Entah mengapa, perasaan tidak enak mulai mengusik jiwanya.
Pintu lapangan basket indoor itu terbuka lebar. Dipadati oleh tubuh yang berdesakan di sana.
"Clar!" panggil Intan sambil melambaikan tangannya. Gadis berambut pendek itu berdiri di samping pintu.
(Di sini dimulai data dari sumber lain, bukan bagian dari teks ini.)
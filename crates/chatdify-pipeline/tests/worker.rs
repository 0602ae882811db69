// SPDX-FileCopyrightText: 2026 Chatdify Contributors
// SPDX-License-Identifier: MIT OR Apache-2.0

//! Task execution: retries, deferral, time limits, and the worker pool.

use std::sync::Arc;
use std::time::Duration;

use chatdify_core::{ConversationStore, GatewayErrorKind, TaskQueue, TaskStatus};
use chatdify_pipeline::{SubmitOutcome, TaskDisposition, WorkerPool};
use chatdify_test_utils::{payloads, Fault, TestHarness};
use tokio_util::sync::CancellationToken;

#[tokio::test]
async fn transient_ai_failure_is_retried() {
    let harness = TestHarness::new().await.unwrap();
    harness
        .dify
        .push_failure(Fault::Gateway(GatewayErrorKind::Timeout))
        .await;

    let dispositions = harness
        .deliver(payloads::message_created(30, 1, "hello"))
        .await
        .unwrap();

    assert_eq!(
        dispositions,
        vec![
            TaskDisposition::Retrying {
                attempts: 1,
                delay: Duration::ZERO
            },
            TaskDisposition::Completed("finalized".into()),
        ]
    );
    assert_eq!(harness.chatwoot.call_count("send_message").await, 1);
    // The failed attempt released its lease.
    assert!(harness.state(30).await.unwrap().pending_ai_request_id.is_none());
}

#[tokio::test]
async fn exhausted_retries_hand_the_conversation_to_humans() {
    let harness = TestHarness::new().await.unwrap();
    for _ in 0..3 {
        harness
            .dify
            .push_failure(Fault::Gateway(GatewayErrorKind::ServiceError))
            .await;
    }

    let dispositions = harness
        .deliver(payloads::message_created(31, 2, "anyone?"))
        .await
        .unwrap();

    assert_eq!(dispositions.len(), 3);
    assert!(matches!(dispositions[2], TaskDisposition::Dead(_)));
    assert_eq!(harness.chatwoot.call_count("send_message").await, 0);
    let data = harness.chatwoot.conversation(31).await;
    assert_eq!(data.team_id, Some(1));
    assert!(data.labels.contains(&harness.config.pipeline.escalation_label));
    assert!(harness.storage.was_processed(31, "message:2").await.unwrap());

    let failures = harness.queue().recent_failures(10).await.unwrap();
    assert_eq!(failures.len(), 1);
    assert_eq!(failures[0].status, TaskStatus::Failed);
    assert_eq!(failures[0].attempts, 3);
}

#[tokio::test]
async fn deleted_conversation_is_skipped_without_escalation() {
    let harness = TestHarness::new().await.unwrap();
    harness
        .chatwoot
        .fail_always("get_conversation_data", Fault::Gateway(GatewayErrorKind::NotFound))
        .await;

    let dispositions = harness
        .deliver(payloads::message_created(32, 3, "hello"))
        .await
        .unwrap();

    assert_eq!(dispositions.len(), 1);
    assert!(matches!(dispositions[0], TaskDisposition::Dead(_)));
    assert_eq!(harness.chatwoot.attempt_count("get_conversation_data").await, 1);
    assert_eq!(harness.chatwoot.call_count("assign_conversation").await, 0);
    assert!(harness.storage.was_processed(32, "message:3").await.unwrap());
}

#[tokio::test]
async fn lease_conflict_defers_then_gives_up() {
    let harness = TestHarness::builder()
        .with_config(|c| c.queue.max_deferrals = 2)
        .build()
        .await
        .unwrap();
    harness
        .storage
        .try_begin_ai_request(33, "stuck-run", Duration::from_secs(600))
        .await
        .unwrap();

    let dispositions = harness
        .deliver(payloads::message_created(33, 4, "hello"))
        .await
        .unwrap();

    assert_eq!(dispositions[..2], [TaskDisposition::Deferred, TaskDisposition::Deferred]);
    assert!(matches!(dispositions[2], TaskDisposition::Dead(_)));
    assert_eq!(harness.dify.request_count().await, 0);
    assert_eq!(harness.chatwoot.call_count("assign_conversation").await, 1);
}

#[tokio::test]
async fn hard_time_limit_aborts_the_run() {
    let harness = TestHarness::builder()
        .with_config(|c| {
            c.queue.time_limit_secs = 1;
            c.queue.soft_time_limit_secs = 0;
            c.queue.max_attempts = 1;
        })
        .build()
        .await
        .unwrap();
    harness.dify.set_delay(Duration::from_secs(3)).await;

    let dispositions = harness
        .deliver(payloads::message_created(34, 5, "slow"))
        .await
        .unwrap();

    assert_eq!(dispositions.len(), 1);
    match &dispositions[0] {
        TaskDisposition::Dead(reason) => assert!(reason.contains("timed out"), "{reason}"),
        other => panic!("expected a dead task, got {other:?}"),
    }
    assert_eq!(harness.chatwoot.call_count("send_message").await, 0);
}

#[tokio::test]
async fn deleting_a_conversation_drops_its_dify_memory() {
    let harness = TestHarness::new().await.unwrap();
    harness
        .deliver(payloads::message_created(35, 6, "hi"))
        .await
        .unwrap();
    assert_eq!(
        harness.state(35).await.unwrap().dify_conversation_id.as_deref(),
        Some("dify-35")
    );

    let dispositions = harness
        .deliver(payloads::conversation_deleted(35))
        .await
        .unwrap();

    assert!(dispositions.contains(&TaskDisposition::Completed("done".into())));
    assert_eq!(harness.dify.deleted().await, vec!["dify-35".to_string()]);
    assert!(harness.state(35).await.unwrap().dify_conversation_id.is_none());
}

#[tokio::test]
async fn pool_never_runs_two_completions_for_one_conversation() {
    let harness = TestHarness::builder()
        .with_config(|c| {
            c.queue.concurrency = 4;
            c.queue.lease_conflict_delay_ms = 20;
            c.queue.max_deferrals = 500;
        })
        .build()
        .await
        .unwrap();
    harness.dify.set_delay(Duration::from_millis(50)).await;

    for message_id in 1..=5 {
        let outcome = harness
            .submit(payloads::message_created(36, message_id, &format!("message {message_id}")))
            .await
            .unwrap();
        assert!(matches!(outcome, SubmitOutcome::Enqueued(_)));
    }

    let cancel = CancellationToken::new();
    let pool = WorkerPool::new(harness.executor.clone());
    let pool_cancel = cancel.clone();
    let running = tokio::spawn(async move { pool.run(pool_cancel).await });

    let queue: Arc<dyn TaskQueue> = harness.queue();
    let deadline = tokio::time::Instant::now() + Duration::from_secs(20);
    loop {
        let stats = queue.stats().await.unwrap();
        if stats.completed == 5 {
            break;
        }
        assert!(tokio::time::Instant::now() < deadline, "queue did not drain: {stats:?}");
        tokio::time::sleep(Duration::from_millis(20)).await;
    }
    cancel.cancel();
    running.await.unwrap();

    assert_eq!(harness.dify.max_concurrent(36).await, 1);
    for message_id in 1..=5 {
        assert!(harness
            .storage
            .was_processed(36, &format!("message:{message_id}"))
            .await
            .unwrap());
    }
    let sends = harness.chatwoot.call_count("send_message").await;
    assert!((1..=5).contains(&sends), "{sends} replies");
}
Mencoba menyudutkan dirinya agar tidak terkena dorongan dari kerumunan siswa yang masuk ke dalam gedung.
Napas Clarice tertahan, mendengar nada cemas Intan. Ia sedikit mempercepat langkahnya.
"Ada apa?" tanya Clarice.
"Cael, Clar!" sorak Intan. Mata bulatnya semakin terbuka lebar. Intan menarik tangan Clarice. Keduanya sekarang mengikuti arus massa menuju gedung.
Kegaduhan di sekeliling membuat kepala Clarice berdengung hebat. Kerumunan sekitar tiga meter, juga semakin bertambah padat.
"Anjir, seriusan si Jevin nonjok Cael!" ujar salah seorang siswa.
Teman di sebelahnya menyikut lengan si gadis rambut cepol, lirikan di sudut matanya menunjuk Clarice. Gadis yang berujar berpaling, mengikuti arah pandang temannya. Ia menutup mulut, saat kedua mata itu beradu pandang dengan Clarice.
Clarice menarik napas tajam. Seketika, tungkai kakinya terasa lemas. Begitupun tubuhnya mulai bergetar pelan. Meski jantungnya terasa diremas-remas.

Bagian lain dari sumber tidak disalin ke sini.